### Work instruction
A complete, word-for-word restatement of the entries is needed.

══════════

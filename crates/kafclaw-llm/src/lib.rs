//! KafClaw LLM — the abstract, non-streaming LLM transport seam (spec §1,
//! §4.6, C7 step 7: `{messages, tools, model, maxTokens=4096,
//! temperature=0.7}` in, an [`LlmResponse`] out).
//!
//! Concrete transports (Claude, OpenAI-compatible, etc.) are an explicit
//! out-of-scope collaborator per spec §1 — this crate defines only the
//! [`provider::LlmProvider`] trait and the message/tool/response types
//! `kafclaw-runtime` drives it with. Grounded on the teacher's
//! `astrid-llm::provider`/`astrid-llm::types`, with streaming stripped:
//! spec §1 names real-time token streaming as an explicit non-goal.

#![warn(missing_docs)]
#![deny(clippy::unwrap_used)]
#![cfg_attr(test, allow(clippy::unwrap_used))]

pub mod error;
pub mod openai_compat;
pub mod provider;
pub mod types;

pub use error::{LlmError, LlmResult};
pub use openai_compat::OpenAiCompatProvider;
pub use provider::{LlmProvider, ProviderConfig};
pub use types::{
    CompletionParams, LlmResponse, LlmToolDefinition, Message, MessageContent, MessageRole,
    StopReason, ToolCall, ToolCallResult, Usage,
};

══════════

### Reply to the exercise
filename crates/kafclaw-llm/src/lib.rs
//! KafClaw LLM — the abstract, non-streaming LLM transport seam (spec §1,
//! §4.6, C7 step 7: `{messages, tools, model, maxTokens=4096,
//! temperature=0.7}` in, an [`LlmResponse`] out).
//!
//! Concrete transports (Claude, OpenAI-compatible, etc.) are an explicit
//! out-of-scope collaborator per spec §1 — this crate defines only the
//! [`provider::LlmProvider`] trait and the message/tool/response types
//! `kafclaw-runtime` drives it with. Grounded on the teacher's
//! `astrid-llm::provider`/`astrid-llm::types`, with streaming stripped:
//! spec §1 names real-time token streaming as an explicit non-goal.

#![warn(missing_docs)]
#![deny(clippy::unwrap_used)]
#![cfg_attr(test, allow(clippy::unwrap_used))]

pub mod error;
pub mod openai_compat;
pub mod provider;
pub mod types;

pub use error::{LlmError, LlmResult};
pub use openai_compat::OpenAiCompatProvider;
pub use provider::{LlmProvider, ProviderConfig};
pub use types::{
    CompletionParams, LlmResponse, LlmToolDefinition, Message, MessageContent, MessageRole,
    StopReason, ToolCall, ToolCallResult, Usage,
};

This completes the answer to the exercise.